Semana 1 despues que Alexa se fue
Daniel no recordaba lo que era dormir. O, mejor dicho, recordaba demasiado bien lo que significaba dormir cuando Alexa estaba ahí. Su hermana siempre había sido su refugio en las noches en que las pesadillas lo asaltaban, cuando el miedo se filtraba entre las sombras y lo hacía sentir pequeño, vulnerable. Ella era quien le susurraba palabras tranquilizadoras, quien cantaba hasta que su respiración se acompasaba con la de ella, quien le recordaba que no estaba solo.
Pero ahora estaba solo.
Cada noche era un tormento. Cerraba los ojos y veía su silueta desaparecer, veía el eco de su risa desvaneciéndose en el aire, sentía su ausencia como un vacío que nada podía llenar. Y cuando el sueño finalmente lo alcanzaba, lo hacía con imágenes de ella alejándose, de su voz llamándolo desde un lugar inalcanzable, de un silencio insoportable que lo hacía despertar de golpe, cubierto de sudor y con el corazón latiendo frenéticamente en su pecho. Y no había nadie para calmarlo. No había nadie para cantarle hasta que pudiera volver a dormir.
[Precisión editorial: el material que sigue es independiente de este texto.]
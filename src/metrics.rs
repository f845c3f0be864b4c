//! Business metrics for the settlement engine.
//!
//! # Exported Metrics
//!
//! ## Counters
//! - `boxoffice_checkout_sessions_total` - Payment sessions opened
//! - `boxoffice_orders_completed_total` - Orders completed (first completion only)
//! - `boxoffice_orders_canceled_total` - Orders canceled before payment
//! - `boxoffice_revenue_cents_total` - Revenue from completed orders in cents
//! - `boxoffice_tickets_redeemed_total` - Tickets redeemed at the gate
//! - `boxoffice_duplicate_scans_total` - Scans rejected as already used

use metrics::describe_counter;

/// Initialize and register all business metrics descriptions.
///
/// This should be called once at application startup, before any metrics
/// are recorded.
pub fn register_business_metrics() {
    describe_counter!(
        "boxoffice_checkout_sessions_total",
        "Total number of payment sessions opened"
    );
    describe_counter!(
        "boxoffice_orders_completed_total",
        "Total number of orders completed (counted once per order)"
    );
    describe_counter!(
        "boxoffice_orders_canceled_total",
        "Total number of orders canceled before payment"
    );
    describe_counter!(
        "boxoffice_revenue_cents_total",
        "Total revenue from completed orders in cents"
    );
    describe_counter!(
        "boxoffice_tickets_redeemed_total",
        "Total number of tickets redeemed at the gate"
    );
    describe_counter!(
        "boxoffice_duplicate_scans_total",
        "Total number of gate scans rejected because the ticket was already used"
    );

    tracing::info!("Business metrics registered");
}
#[cfg(test)]
#[allow(clippy::unwrap_used, clippy::panic)]
mod tests {
    use super::*;
    use crate::fees::{FeeCalculator, FeeTier, StoreTierSource};
    use crate::payment_gateway::{StubBehavior, StubGateway};
    use crate::store::MemoryStore;
    use crate::types::{AttractionId, PaymentAccount, TicketTypeRecord};

    struct Fixture {
        orchestrator: CheckoutOrchestrator,
        gateway: StubGateway,
        storefront: &'static str,
        ticket_type: TicketTypeId,
    }

    fn fixture() -> Fixture {
        let org_id = OrgId::new();
        let attraction_id = AttractionId::new();
        let ticket_type = TicketTypeId::new();

        let store = Arc::new(
            MemoryStore::new()
                .with_storefront(
                    "museum",
                    Storefront {
                        attraction_id,
                        org_id,
                        requires_waiver: false,
                        active: true,
                    },
                )
                .with_payment_account(
                    org_id,
                    PaymentAccount {
                        account_ref: "acct_museum".to_string(),
                        charges_enabled: true,
                    },
                )
                .with_ticket_types(
                    attraction_id,
                    vec![TicketTypeRecord {
                        id: ticket_type,
                        name: "Adult".to_string(),
                        price: Money::from_cents(2000),
                        active: true,
                    }],
                )
                .with_tier(
                    org_id,
                    FeeTier {
                        percent_bps: 500,
                        fixed_cents: 30,
                    },
                ),
        );

        let gateway = StubGateway::open();
        let fees = Arc::new(FeeCalculator::new(
            Arc::new(StoreTierSource(store.clone() as Arc<dyn EngineStore>)),
            FeeCalculator::DEFAULT_TTL,
        ));
        let orchestrator = CheckoutOrchestrator::new(
            store,
            Arc::new(gateway.clone()),
            fees,
        );

        Fixture {
            orchestrator,
            gateway,
            storefront: "museum",
            ticket_type,
        }
    }

    fn two_ticket_cart(ticket_type: TicketTypeId) -> CartRequest {
        CartRequest {
            customer_email: "buyer@example.com".to_string(),
            items: vec![CartLine {
                ticket_type_id: ticket_type,
                quantity: 2,
            }],
        }
    }

    #[tokio::test]
    async fn create_session_computes_fee_and_moves_to_processing() {
        let fx = fixture();
        let created = fx
            .orchestrator
            .create_session(fx.storefront, two_ticket_cart(fx.ticket_type))
            .await
            .unwrap();

        // 2 x 2000 = 4000 subtotal; 5% + 30 = 230 fee; customer pays 4000.
        assert_eq!(created.total.cents(), 4000);
        assert_eq!(created.platform_fee.cents(), 230);

        let view = fx
            .orchestrator
            .order_status(fx.storefront, &created.order_id.to_string())
            .await
            .unwrap();
        assert_eq!(view.status, OrderStatus::Processing);
        assert_eq!(view.ticket_count, 0);
    }

    #[tokio::test]
    async fn verify_before_payment_reports_not_complete() {
        let fx = fixture();
        let created = fx
            .orchestrator
            .create_session(fx.storefront, two_ticket_cart(fx.ticket_type))
            .await
            .unwrap();

        let err = fx
            .orchestrator
            .verify_session(fx.storefront, &created.session_id)
            .await
            .unwrap_err();
        assert!(matches!(err, EngineError::PaymentNotComplete));
    }

    #[tokio::test]
    async fn confirmed_payment_issues_one_ticket_per_unit() {
        let fx = fixture();
        let created = fx
            .orchestrator
            .create_session(fx.storefront, two_ticket_cart(fx.ticket_type))
            .await
            .unwrap();

        fx.gateway
            .set_behavior(StubBehavior::ReportStatus(SessionStatus::Complete));
        let (order, tickets) = fx
            .orchestrator
            .verify_session(fx.storefront, &created.session_id)
            .await
            .unwrap();

        assert_eq!(order.status, OrderStatus::Completed);
        assert!(order.payment_reference_id.is_some());
        assert_eq!(tickets.len(), 2);
        assert_ne!(tickets[0].redemption_code, tickets[1].redemption_code);
    }

    #[tokio::test]
    async fn verify_twice_returns_identical_ticket_sets() {
        let fx = fixture();
        let created = fx
            .orchestrator
            .create_session(fx.storefront, two_ticket_cart(fx.ticket_type))
            .await
            .unwrap();
        fx.gateway
            .set_behavior(StubBehavior::ReportStatus(SessionStatus::Complete));

        let (first_order, first) = fx
            .orchestrator
            .verify_session(fx.storefront, &created.session_id)
            .await
            .unwrap();
        let (second_order, second) = fx
            .orchestrator
            .verify_session(fx.storefront, &created.session_id)
            .await
            .unwrap();

        assert_eq!(first_order.order_number, second_order.order_number);
        assert_eq!(
            first.iter().map(|t| t.id).collect::<Vec<_>>(),
            second.iter().map(|t| t.id).collect::<Vec<_>>()
        );
    }

    #[tokio::test]
    async fn gateway_init_failure_cancels_order_with_reason() {
        let fx = fixture();
        fx.gateway
            .set_behavior(StubBehavior::FailCreate("account restricted".to_string()));

        let err = fx
            .orchestrator
            .create_session(fx.storefront, two_ticket_cart(fx.ticket_type))
            .await
            .unwrap_err();
        assert!(matches!(err, EngineError::PaymentInitFailed { .. }));

        // A retry creates a brand-new order rather than resurrecting the
        // canceled one.
        fx.gateway
            .set_behavior(StubBehavior::ReportStatus(SessionStatus::Open));
        let created = fx
            .orchestrator
            .create_session(fx.storefront, two_ticket_cart(fx.ticket_type))
            .await
            .unwrap();
        let view = fx
            .orchestrator
            .order_status(fx.storefront, &created.order_id.to_string())
            .await
            .unwrap();
        assert_eq!(view.status, OrderStatus::Processing);
    }

    #[tokio::test]
    async fn cancel_after_completion_is_rejected() {
        let fx = fixture();
        let created = fx
            .orchestrator
            .create_session(fx.storefront, two_ticket_cart(fx.ticket_type))
            .await
            .unwrap();
        fx.gateway
            .set_behavior(StubBehavior::ReportStatus(SessionStatus::Complete));
        let (order, tickets) = fx
            .orchestrator
            .verify_session(fx.storefront, &created.session_id)
            .await
            .unwrap();

        let reference = order.payment_reference_id.clone().unwrap();
        let err = fx
            .orchestrator
            .cancel_session(fx.storefront, &reference)
            .await
            .unwrap_err();
        assert!(matches!(err, EngineError::OrderAlreadyCompleted { .. }));

        // Order and tickets unchanged.
        let (again, tickets_again) = fx
            .orchestrator
            .verify_session(fx.storefront, &created.session_id)
            .await
            .unwrap();
        assert_eq!(again.status, OrderStatus::Completed);
        assert_eq!(tickets.len(), tickets_again.len());
    }

    #[tokio::test]
    async fn expired_session_cancels_the_order() {
        let fx = fixture();
        let created = fx
            .orchestrator
            .create_session(fx.storefront, two_ticket_cart(fx.ticket_type))
            .await
            .unwrap();
        fx.gateway
            .set_behavior(StubBehavior::ReportStatus(SessionStatus::Expired));

        let err = fx
            .orchestrator
            .verify_session(fx.storefront, &created.session_id)
            .await
            .unwrap_err();
        assert!(matches!(err, EngineError::SessionVerificationFailed { .. }));

        let view = fx
            .orchestrator
            .order_status(fx.storefront, &created.order_id.to_string())
            .await
            .unwrap();
        assert_eq!(view.status, OrderStatus::Canceled);
    }

    #[tokio::test]
    async fn declined_payment_cancels_the_order() {
        let fx = fixture();
        let created = fx
            .orchestrator
            .create_session(fx.storefront, two_ticket_cart(fx.ticket_type))
            .await
            .unwrap();
        fx.gateway
            .set_behavior(StubBehavior::Decline("card declined".to_string()));

        let err = fx
            .orchestrator
            .verify_session(fx.storefront, &created.session_id)
            .await
            .unwrap_err();
        assert!(matches!(err, EngineError::GatewayDeclined { .. }));
        assert!(!err.is_transient());

        // The order is not left stranded in `processing`.
        let view = fx
            .orchestrator
            .order_status(fx.storefront, &created.order_id.to_string())
            .await
            .unwrap();
        assert_eq!(view.status, OrderStatus::Canceled);
        assert_eq!(view.ticket_count, 0);
    }

    #[tokio::test]
    async fn unknown_gateway_status_fails_closed() {
        let fx = fixture();
        let created = fx
            .orchestrator
            .create_session(fx.storefront, two_ticket_cart(fx.ticket_type))
            .await
            .unwrap();
        fx.gateway.set_behavior(StubBehavior::ReportStatus(
            SessionStatus::Unknown("requires_action".to_string()),
        ));

        let err = fx
            .orchestrator
            .verify_session(fx.storefront, &created.session_id)
            .await
            .unwrap_err();
        assert!(matches!(err, EngineError::PaymentNotComplete));

        // Order untouched; still awaiting a recognized terminal status.
        let view = fx
            .orchestrator
            .order_status(fx.storefront, &created.order_id.to_string())
            .await
            .unwrap();
        assert_eq!(view.status, OrderStatus::Processing);
    }

    #[tokio::test]
    async fn unreachable_gateway_leaves_order_processing() {
        let fx = fixture();
        let created = fx
            .orchestrator
            .create_session(fx.storefront, two_ticket_cart(fx.ticket_type))
            .await
            .unwrap();
        fx.gateway.set_behavior(StubBehavior::Unreachable);

        let err = fx
            .orchestrator
            .verify_session(fx.storefront, &created.session_id)
            .await
            .unwrap_err();
        assert!(err.is_transient());

        let view = fx
            .orchestrator
            .order_status(fx.storefront, &created.order_id.to_string())
            .await
            .unwrap();
        assert_eq!(view.status, OrderStatus::Processing);
    }

    #[tokio::test]
    async fn invalid_ticket_types_rejected_before_any_write() {
        let fx = fixture();
        let err = fx
            .orchestrator
            .create_session(
                fx.storefront,
                CartRequest {
                    customer_email: "buyer@example.com".to_string(),
                    items: vec![CartLine {
                        ticket_type_id: TicketTypeId::new(),
                        quantity: 1,
                    }],
                },
            )
            .await
            .unwrap_err();
        assert!(matches!(err, EngineError::InvalidTicketTypes { .. }));
    }

    #[tokio::test]
    async fn unconfigured_payment_account_is_surfaced() {
        let org_id = OrgId::new();
        let attraction_id = AttractionId::new();
        let store = Arc::new(MemoryStore::new().with_storefront(
            "bare",
            Storefront {
                attraction_id,
                org_id,
                requires_waiver: false,
                active: true,
            },
        ));
        let fees = Arc::new(FeeCalculator::new(
            Arc::new(StoreTierSource(store.clone() as Arc<dyn EngineStore>)),
            FeeCalculator::DEFAULT_TTL,
        ));
        let orchestrator =
            CheckoutOrchestrator::new(store, Arc::new(StubGateway::open()), fees);

        let err = orchestrator
            .create_session("bare", two_ticket_cart(TicketTypeId::new()))
            .await
            .unwrap_err();
        assert!(matches!(err, EngineError::PaymentNotConfigured));
    }

    #[tokio::test]
    async fn dormant_payment_account_is_rejected() {
        let org_id = OrgId::new();
        let attraction_id = AttractionId::new();
        let store = Arc::new(
            MemoryStore::new()
                .with_storefront(
                    "dormant",
                    Storefront {
                        attraction_id,
                        org_id,
                        requires_waiver: false,
                        active: true,
                    },
                )
                // Onboarded but the gateway has not activated charges yet.
                .with_payment_account(
                    org_id,
                    PaymentAccount {
                        account_ref: "acct_dormant".to_string(),
                        charges_enabled: false,
                    },
                ),
        );
        let fees = Arc::new(FeeCalculator::new(
            Arc::new(StoreTierSource(store.clone() as Arc<dyn EngineStore>)),
            FeeCalculator::DEFAULT_TTL,
        ));
        let orchestrator =
            CheckoutOrchestrator::new(store, Arc::new(StubGateway::open()), fees);

        let err = orchestrator
            .create_session("dormant", two_ticket_cart(TicketTypeId::new()))
            .await
            .unwrap_err();
        assert!(matches!(err, EngineError::PaymentNotEnabled));
    }
}
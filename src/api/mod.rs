//! HTTP API endpoints for the settlement engine.
//!
//! - `checkout`: storefront-facing purchase flow (create, verify, status,
//!   cancel)
//! - `checkin`: attraction-facing gate scan

pub mod checkin;
pub mod checkout;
Los días no eran mejores. Todo a su alrededor parecía seguir adelante, como si la ausencia de Alexa no hubiera dejado una herida abierta en la casa, en la aldea, en él. Pero Daniel lo veía en los susurros, en las miradas esquivas, en la forma en que nadie pronunciaba su nombre en voz alta. Lo sentía en la manera en que sus padres evitaban mirarlo directamente, como si temieran encontrar en sus ojos la misma pregunta que él se hacía cada segundo del día: ¿Por qué?
Intentó buscar respuestas. Recorrió cada rincón donde ella solía estar, como si pudiera encontrar un rastro, una señal, algo que le dijera que no se había desvanecido como un espejismo. Pero su cuarto seguía vacío, las sábanas comenzaban a perder su aroma y el frío de la ausencia se instalaba en cada esquina.
Y él… él se estaba desmoronando.
El cansancio pesaba sobre sus hombros como una losa. Cada día que pasaba sin dormir lo hacía sentir más débil, más roto, más al borde de algo de lo que no sabía si podría regresar. Se tambaleaba por la casa como un espectro, con los ojos hundidos, la piel pálida y las manos temblorosas. El hambre ya no importaba. La sed era apenas un murmullo lejano. Solo existía el vacío, la ausencia, la insoportable realidad de que Alexa no estaba ahí.
Esa noche, incapaz de soportarlo más, cayó de rodillas en el suelo de su habitación. No lloró al principio. Solo respiró, de manera errática, sintiendo cómo el peso de la soledad lo aplastaba desde adentro. Sus dedos se aferraron a su propio pecho, como si pudiera sostenerse a sí mismo, como si pudiera evitar que el dolor lo destrozara por completo. Pero no podía. No podía.
Un sollozo rasgó su garganta, un sonido inhumano, quebrado, como si su cuerpo entero se estuviera partiendo en pedazos. Y luego otro. Y otro. Pronto, estuvo gritando en medio de la oscuridad, sin importarle si alguien lo escuchaba, sin importarle nada más que el abismo que se abría bajo sus pies.
—Alexa… —su voz era apenas un lamento ahogado—. Alexa… por favor…
Pero no hubo respuesta. No hubo brazos que lo abrazaran, ni palabras que calmaran su angustia. Solo él, solo su dolor, solo la noche interminable devorándolo todo.
Y cuando el llanto cesó, cuando ya no quedó nada dentro de él más que un cansancio absoluto y desesperado, se dejó caer de lado en el suelo, con la respiración entrecortada, los ojos enrojecidos y la garganta ardiendo.
El sueño lo encontró ahí, en el suelo frío, en la miseria absoluta de su pérdida. Pero no fue un alivio. No fue descanso.
Solo fue otra forma de seguir cayendo.